KOCAOĞLU GİBİ BİR ADAM BEN ADAYIM DEMEZ, GENEL MERKEZİN ÇAĞIRIP SÖYLEMESİ LAZIM
Kocaoğlu’nun yeniden aday olmayı isteyip istemediğini bilmediğini söyleyen Engin, “İsteyip istemediğini bilmiyorum. İlk adımın partiden gitmesi lazım. Aziz Kocaoğlu gibi bir adam ben adayım diye ortaya çıkmaz. Yetkilerin davet etmesi lazım. Ben öyle olacağını düşünüyorum. Bir dönem daha yapması lazım. Diğer arkadaşlara da başarılar dilerim. Hepsi değerli hak eden arkadaşlarımızdır. Sıradan bir dönem ve görev değil. Bu dönem ben de aday olacağım deme lüksümüz yok. Bunun genel merkez tarafından önlenmesi lazım. Genel başkanın ‘durun kardeşim adayımız bellidir’ demesi lazım. Kocaoğlu’nu çağırıp adayını belli etmesi lazım. Abartılmaması ve adayların çoğalmaması için… Ben o dönemi yaşadım. Partiye zarar verir” diye konuştu.  

BEN BÖYLE MUTLUYUM
Kendi adaylığına ilişkin konuşan Engin, “Ben böyle çok mutluyum. Kendi işimle ilgileniyorum. Partiye destek oluyorum. Büyük bir heyecanım yok. Böyle daha iyi. Talep gelirse onu bilemiyorum. Bence siyasetçilerin bunları dillendirmesi de doğru değil. Ben herkesten dikkat beklerken kendim de bunu yapmamalıyım. Olmayabiliriz de. Saygıyla karşılamalıyız. Bu işi parti içinde fazla tırmandırmamalıyız. Aday olmayı düşünen her arkadaşlarımızın dikkatli olması lazım” açıklamasında bulundu.  

İZMİRLİLER MERAK ETMESİN
Kent halkına seçimlere için mesaj veren Engin, “İzmirliler merak etmesin. Çok güzel şeyler olacak. Yeni partiler kuruldu. Ben İzmirlilerin oylarını cumhuriyetçi, Atatürk’ün kurduğu partide birleştireceğini düşünüyorum. Bizim İzmir’e gelenlere karşı sorumluluğumuz var. İzmir’i öyle bir zihniyete teslim edersek gelmelerinin anlamı kalmaz” dedi. 

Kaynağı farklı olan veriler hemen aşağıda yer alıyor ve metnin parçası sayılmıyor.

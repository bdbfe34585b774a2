//! Schemas and type expressions
//!
//! Port and node types are written as short expressions (`float`,
//! `map[float]`, `overwrite[map[map[float]]]`, `delta:float|notch:float`) and
//! resolved by the [`TypeRegistry`](crate::registry::TypeRegistry) into a
//! closed [`Schema`] sum type. Engine code matches on `Schema` exhaustively;
//! anything the engine must carry without interpreting is [`Schema::Opaque`].

use std::fmt;

use chumsky::prelude::*;
use indexmap::IndexMap;

use crate::error::{Error, Result};
use crate::types::Value;

/// Resolved type of a tree node or port.
#[derive(Debug, Clone, PartialEq)]
pub enum Schema {
    Float,
    Integer,
    Boolean,
    String,
    /// Ordered list; merging appends.
    List(Box<Schema>),
    /// Homogeneous map: every child shares the element schema.
    Map(Box<Schema>),
    /// Named fields with their own schemas. Undeclared fields are inferred.
    Record(IndexMap<String, Schema>),
    /// Set-merge wrapper: a delta replaces the value instead of combining.
    Overwrite(Box<Schema>),
    /// A tree of wires.
    Wires,
    /// Untyped branch; children are inferred from their values.
    Any,
    /// Carried by the engine but never interpreted.
    Opaque,
    /// A type registered at runtime.
    Custom(String),
}

impl Schema {
    /// Best-effort schema for an undeclared literal.
    pub fn infer(value: &Value) -> Schema {
        match value {
            Value::Null => Schema::Opaque,
            Value::Boolean(_) => Schema::Boolean,
            Value::Integer(_) => Schema::Integer,
            Value::Float(_) => Schema::Float,
            Value::String(_) => Schema::String,
            Value::List(_) => Schema::List(Box::new(Schema::Opaque)),
            Value::Map(_) => Schema::Any,
        }
    }

    /// Whether nodes of this schema are branches with child nodes.
    pub fn is_branch(&self) -> bool {
        matches!(self, Schema::Map(_) | Schema::Record(_) | Schema::Any)
    }

    /// Declared schema of the child `key`, if the schema pins one.
    pub fn child(&self, key: &str) -> Option<&Schema> {
        match self {
            Schema::Map(element) => Some(element),
            Schema::Record(fields) => fields.get(key),
            _ => None,
        }
    }

    /// Reconcile two declarations of the same node.
    ///
    /// `any` and `opaque` yield to the other side and `overwrite[T]` wins over
    /// `T`. Containers unify element-wise. Returns `None` on conflict.
    pub fn unify(&self, other: &Schema) -> Option<Schema> {
        use Schema::*;
        match (self, other) {
            (a, b) if a == b => Some(a.clone()),
            (Opaque, x) | (x, Opaque) => Some(x.clone()),
            (Any, x) | (x, Any) if x.is_branch() => Some(x.clone()),
            (Overwrite(a), Overwrite(b)) => a.unify(b).map(|s| Overwrite(Box::new(s))),
            (Overwrite(a), b) | (b, Overwrite(a)) => a.unify(b).map(|s| Overwrite(Box::new(s))),
            (List(a), List(b)) => a.unify(b).map(|s| List(Box::new(s))),
            (Map(a), Map(b)) => a.unify(b).map(|s| Map(Box::new(s))),
            (Record(a), Record(b)) => {
                let mut fields = a.clone();
                for (name, schema) in b {
                    let merged = match fields.get(name) {
                        Some(existing) => existing.unify(schema)?,
                        None => schema.clone(),
                    };
                    fields.insert(name.clone(), merged);
                }
                Some(Record(fields))
            }
            _ => None,
        }
    }
}

impl fmt::Display for Schema {
    fn fmt(&self, f: &mut fmt::Formatter<'_>) -> fmt::Result {
        match self {
            Schema::Float => write!(f, "float"),
            Schema::Integer => write!(f, "integer"),
            Schema::Boolean => write!(f, "boolean"),
            Schema::String => write!(f, "string"),
            Schema::List(t) => write!(f, "list[{}]", t),
            Schema::Map(t) => write!(f, "map[{}]", t),
            Schema::Record(fields) => {
                for (i, (name, schema)) in fields.iter().enumerate() {
                    if i > 0 {
                        write!(f, "|")?;
                    }
                    write!(f, "{}:{}", name, schema)?;
                }
                Ok(())
            }
            Schema::Overwrite(t) => write!(f, "overwrite[{}]", t),
            Schema::Wires => write!(f, "wires"),
            Schema::Any => write!(f, "any"),
            Schema::Opaque => write!(f, "opaque"),
            Schema::Custom(name) => write!(f, "{}", name),
        }
    }
}

/// Parsed, unresolved type expression.
#[derive(Debug, Clone, PartialEq)]
pub enum TypeExpr {
    Named {
        name: String,
        param: Option<Box<TypeExpr>>,
    },
    Record(IndexMap<String, TypeExpr>),
}

/// Parse error type
pub type ParseError<'src> = Rich<'src, char>;

impl TypeExpr {
    pub fn parse(expr: &str) -> Result<TypeExpr> {
        type_expr()
            .then_ignore(end())
            .parse(expr)
            .into_result()
            .map_err(|errors| Error::InvalidTypeExpression {
                expr: expr.to_string(),
                message: if errors.is_empty() {
                    "empty type".to_string()
                } else {
                    errors.iter().map(ToString::to_string).collect::<Vec<_>>().join("; ")
                },
            })
    }
}

/// Type and field names: `max_float`, `local.mass`, `x-axis`.
fn name<'src>() -> impl Parser<'src, &'src str, String, extra::Err<ParseError<'src>>> + Clone {
    any()
        .filter(|c: &char| c.is_ascii_alphanumeric() || matches!(c, '_' | '-' | '.'))
        .repeated()
        .at_least(1)
        .to_slice()
        .map(|s: &str| s.to_string())
        .padded()
}

/// Parse: `name`, `name[T]`, or a record `field:T|field:T`.
///
/// Record fields bind tighter than `|`, so a field type containing a record
/// must be bracketed: `map[a:float|b:map[x:float|y:float]]`.
fn type_expr<'src>() -> impl Parser<'src, &'src str, TypeExpr, extra::Err<ParseError<'src>>> + Clone {
    recursive(|expr| {
        let named = name()
            .then(
                expr.delimited_by(just('[').padded(), just(']').padded())
                    .or_not(),
            )
            .map(|(name, param): (String, Option<TypeExpr>)| TypeExpr::Named {
                name,
                param: param.map(Box::new),
            });

        let field = name().then_ignore(just(':').padded()).then(named.clone());

        let record = field
            .separated_by(just('|').padded())
            .at_least(1)
            .collect::<Vec<_>>()
            .try_map(|fields, span| {
                let mut record = IndexMap::with_capacity(fields.len());
                for (field, ty) in fields {
                    if record.contains_key(&field) {
                        return Err(Rich::custom(span, format!("duplicate field `{field}`")));
                    }
                    record.insert(field, ty);
                }
                Ok(TypeExpr::Record(record))
            });

        choice((record, named))
    })
}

İZTO SEÇİMLERİ İÇİN RENGİNİ BELLİ ETTİ: DEMİRTAŞ’I DESTEKLİYORUM!
9 Nisan’da gerçekleşecek İzmir Ticaret Odası (İZTO) seçimlerine değinen Engin, mevcut Başkan Ekrem Demirtaş ve Mahmut Özgener arasında yaşanacak rekabete ilişkin, “Ben Ekrem Demirtaş’ı başarılı buluyorum. Dürüst, çalışkan bir insan. Enerjisi çok yüksek. Bir daha talip olduğunu söyledi. Diğer arkadaşı tanımıyorum. ‘İzmir’e karşı borcum var’ dedi. Herkesin, hepimizin İzmir’e borcu var. Ben kendi gurubuma Ekrem Demirtaş’ın listesine oy verilmesini öneriyorum. Buna hakkım var. Mahmut Bey’e de başarılar diliyorum. Demokrasinin gereğidir bu. Demirtaş kazanacak ve sonuç değişmeyecektir. Benim beklentim ve isteğim bu” diye konuştu.